Cyclosporine (20 g) was heated in menthol (80 g) to 56° C. while stirring until the cyclosporine dissolved yielding a clear solution. Microcrystalline cellulose (Avicel pH 102, 100 g) was added to the clear solution which was cooled to room temperature giving a solid solution of cyclosporine in menthol on the microcrystalline cellulose. The solid was milled using a Quadro Comil milling machine, with screens of 6350, 1575 and 813 microns sequentially used to produce a powder ready for filling into capsules.
Simvastatin (20 g) was heated in menthol (200 g) to 60° C. while stirring at 150 rpm in a jacketed reactor. The simvastatin dissolved in the menthol to give a clear solution. The solution was cooled to room temperature to a solid solution of simvastatin in menthol. The solid solution was milled using a Quadro Comil milling machine with a 1640 micron screen. The powder (200 mg) was filled into #0 capsules.
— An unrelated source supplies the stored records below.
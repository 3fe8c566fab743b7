use serde::Serialize;

use sqlx::PgPool;

use thiserror::Error;

use uuid::Uuid;

use crate::client::{Email, EmailClient};
use crate::domain::{long_date, EmailAddress};
use crate::error::RestError;
use crate::model::{
    Contact, MailItem, NewAction, NewOutreachMessage, OutreachMessage, EMAIL_CHANNEL,
};
use crate::repo::{
    ActionHistoryRepo, ContactsRepo, MailItemsRepo, OutreachMessagesRepo, TemplatesRepo,
};
use crate::template::{resolve, TemplateVariables};

/// Salutation used when a contact has no name on file
const FALLBACK_CUSTOMER_NAME: &str = "Customer";
const CUSTOM_MESSAGE_TYPE: &str = "Custom";
const NOTIFIED_ACTION: &str = "notified";

#[derive(Debug, Error)]
pub enum NotifyError {
    #[error("Contact not found")]
    ContactNotFound,

    #[error("Contact has no email address")]
    MissingEmail,

    #[error("Template not found")]
    TemplateNotFound,

    #[error("Mail item not found")]
    MailItemNotFound,

    #[error("Failed to send email")]
    Transport(#[from] reqwest::Error),

    #[error("Database error")]
    Database(#[from] sqlx::Error),
}

impl From<NotifyError> for RestError {
    fn from(e: NotifyError) -> Self {
        match e {
            NotifyError::ContactNotFound
            | NotifyError::TemplateNotFound
            | NotifyError::MailItemNotFound => RestError::NotFound(e.to_string()),
            NotifyError::MissingEmail => RestError::Validation(e.to_string()),
            NotifyError::Transport(e) => {
                tracing::error!(error.cause_chain = ?e, "Email transport failed");
                RestError::Transport(e)
            }
            NotifyError::Database(e) => e.into(),
        }
    }
}

/// A templated notification to one contact
#[derive(Debug)]
pub struct Notification {
    pub contact_id: Uuid,
    pub mail_item_id: Option<Uuid>,
    pub template_id: Uuid,
    /// Defaults to the template type
    pub message_type: Option<String>,
    pub custom_variables: TemplateVariables,
    pub performed_by: String,
}

/// A free-form email, optionally tied to a contact for the outreach log
#[derive(Debug)]
pub struct CustomEmail {
    pub to: EmailAddress,
    pub subject: String,
    pub body: String,
    pub contact_id: Option<Uuid>,
    pub mail_item_id: Option<Uuid>,
}

#[derive(Debug, Serialize)]
#[serde(rename_all = "camelCase")]
pub struct SentNotification {
    pub sent_to: String,
    pub subject: String,
    #[serde(skip_serializing_if = "Option::is_none")]
    pub outreach_message: Option<OutreachMessage>,
}

/// Variables describing a contact and, optionally, one of their mail items.
///
/// Both naming styles are provided so older templates keep working.
pub fn build_variables(contact: &Contact, item: Option<&MailItem>) -> TemplateVariables {
    let name = contact
        .display_name()
        .unwrap_or_else(|| FALLBACK_CUSTOMER_NAME.to_string());

    let mut variables = TemplateVariables::new();
    variables.insert("CUSTOMER_NAME", name.clone());
    variables.insert("Name", name);
    variables.insert("MAILBOX_NUMBER", contact.mailbox_number.clone());
    variables.insert("BoxNumber", contact.mailbox_number.clone());
    variables.insert("CONTACT_EMAIL", contact.email.clone().unwrap_or_default());

    if let Some(item) = item {
        let received = long_date(item.received_date);
        variables.insert("MAIL_TYPE", item.item_type.to_string());
        variables.insert(
            "TRACKING_NUMBER",
            item.tracking_number.clone().unwrap_or_default(),
        );
        variables.insert("RECEIVED_DATE", received.clone());
        variables.insert("Date", received);
        variables.insert("QUANTITY", i64::from(item.quantity.max(1)));
        variables.insert("STATUS", item.status.to_string());
    }

    variables
}

/// Compose a templated email for a contact, send it, then record it.
///
/// Recording is best effort: once the email has left, failures writing the
/// outreach log or bumping the mail item are logged and ignored.
#[tracing::instrument(name = "Send notification", skip(pool, email_client, notification), fields(contact_id = %notification.contact_id))]
pub async fn send_notification(
    pool: &PgPool,
    email_client: &EmailClient,
    notification: Notification,
) -> Result<SentNotification, NotifyError> {
    let contact = ContactsRepo::fetch_by_id(pool, notification.contact_id)
        .await?
        .ok_or(NotifyError::ContactNotFound)?;
    let recipient: EmailAddress = contact
        .email
        .as_deref()
        .and_then(|email| email.parse().ok())
        .ok_or(NotifyError::MissingEmail)?;
    let template = TemplatesRepo::fetch_by_id(pool, notification.template_id)
        .await?
        .ok_or(NotifyError::TemplateNotFound)?;
    let item = match notification.mail_item_id {
        Some(id) => Some(
            MailItemsRepo::fetch_by_id(pool, id)
                .await?
                .ok_or(NotifyError::MailItemNotFound)?,
        ),
        None => None,
    };

    let mut variables = build_variables(&contact, item.as_ref());
    variables.merge(notification.custom_variables);

    let subject = resolve(&template.subject_line, &variables);
    let body = resolve(&template.message_body, &variables);

    let email = Email::from_text(recipient.clone(), subject.clone(), body.clone());
    email_client.send(&email).await?;

    let message_type = notification
        .message_type
        .filter(|t| !t.trim().is_empty())
        .unwrap_or(template.template_type);
    let outreach_message = record_outreach(
        pool,
        NewOutreachMessage {
            contact_id: contact.contact_id,
            mail_item_id: item.as_ref().map(|item| item.mail_item_id),
            message_type,
            channel: EMAIL_CHANNEL.into(),
            message_content: body,
            responded: false,
            follow_up_needed: true,
        },
    )
    .await;

    if let Some(item) = item {
        record_notified(pool, &item, &notification.performed_by).await;
    }

    Ok(SentNotification {
        sent_to: recipient.to_string(),
        subject,
        outreach_message,
    })
}

/// Send a free-form email; logged as `Custom` outreach when a contact is given
#[tracing::instrument(name = "Send custom email", skip(pool, email_client, custom), fields(recipient = %custom.to))]
pub async fn send_custom_email(
    pool: &PgPool,
    email_client: &EmailClient,
    custom: CustomEmail,
) -> Result<SentNotification, NotifyError> {
    let email = Email::from_text(custom.to.clone(), custom.subject.clone(), custom.body.clone());
    email_client.send(&email).await?;

    let outreach_message = match custom.contact_id {
        Some(contact_id) => {
            record_outreach(
                pool,
                NewOutreachMessage {
                    contact_id,
                    mail_item_id: custom.mail_item_id,
                    message_type: CUSTOM_MESSAGE_TYPE.into(),
                    channel: EMAIL_CHANNEL.into(),
                    message_content: custom.body,
                    responded: false,
                    follow_up_needed: false,
                },
            )
            .await
        }
        None => None,
    };

    Ok(SentNotification {
        sent_to: custom.to.to_string(),
        subject: custom.subject,
        outreach_message,
    })
}

async fn record_outreach(pool: &PgPool, message: NewOutreachMessage) -> Option<OutreachMessage> {
    match OutreachMessagesRepo::insert(pool, &message).await {
        Ok(message) => Some(message),
        Err(error) => {
            tracing::error!(
                error.cause_chain = ?error,
                "Email sent but the outreach message was not recorded (contact: {})",
                message.contact_id
            );
            None
        }
    }
}

async fn record_notified(pool: &PgPool, item: &MailItem, performed_by: &str) {
    let notified = match MailItemsRepo::mark_notified(pool, item.mail_item_id).await {
        Ok(Some(notified)) => notified,
        Ok(None) => {
            tracing::info!(
                "Mail item {} is no longer awaiting pickup, status left as {}",
                item.mail_item_id,
                item.status
            );
            return;
        }
        Err(error) => {
            tracing::error!(
                error.cause_chain = ?error,
                "Email sent but mail item {} was not marked notified",
                item.mail_item_id
            );
            return;
        }
    };

    let action = NewAction::status_change(
        item.mail_item_id,
        NOTIFIED_ACTION,
        item.status,
        notified.status,
        performed_by,
    );
    if let Err(error) = ActionHistoryRepo::insert(pool, &action).await {
        tracing::warn!(
            error.cause_chain = ?error,
            "Failed to record notification of mail item {}",
            item.mail_item_id
        );
    }
}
The capsules were assayed for simvastatin content by dissolving a capsule in a pH 4 phosphate buffer containing acetonitrile (1:1). The simvastatin content was assayed on a C-18 column by HPLC and found to contain 20 mg of simvastatin per capsule. The release of simvastatin was measured in 450 ml of pH=7 phosphate buffer containing 0.5% sodium lauryl sulfate (SLS) in water at 37° C. and 50 rpm in an USP apparatus II dissolution system. The release was found to be greater than 75% at 30 minutes.
Raloxifene HCl (60 mg, Evista, ELI LILLY®) was dosed to twelve healthy volunteers either alone or with a capsule containing 180 mg menthol in a crossover fashion with a two week washout between sessions. Blood samples were taken at 0, 0.5, 1, 2, 4, 6, 8, 10, 12, 16, 20, 24, 48, 72 and 96 hours and the content of raloxifene assayed. The average Cmax of the raloxifene dosed with menthol was 36% higher than the reference (320 pg/ml vs. 235 pg/ml), while the average area under the curve (AUC) was 8% higher when dosing with menthol (13041 vs. 12090 pg*hr/ml). Raloxifene is a long half-life drug (t1/2 for the test was 26 hours and for the reference was 28 hours), while menthol has a short half-life. Without wishing to be bound by theory or mode of action, it is believed that the main effect of menthol is seen in the first hours where it can effectively compete with the drug for glucuronization. An analysis of the AUC over the first six hours shows that the test AUC is 35% higher than the reference, mirroring the Cmax result. Without wishing to be bound by theory or mode of action, it is believed that dosing with menthol can successfully compete with the metabolism of the drug, yielding a better pharmacokinetic profile.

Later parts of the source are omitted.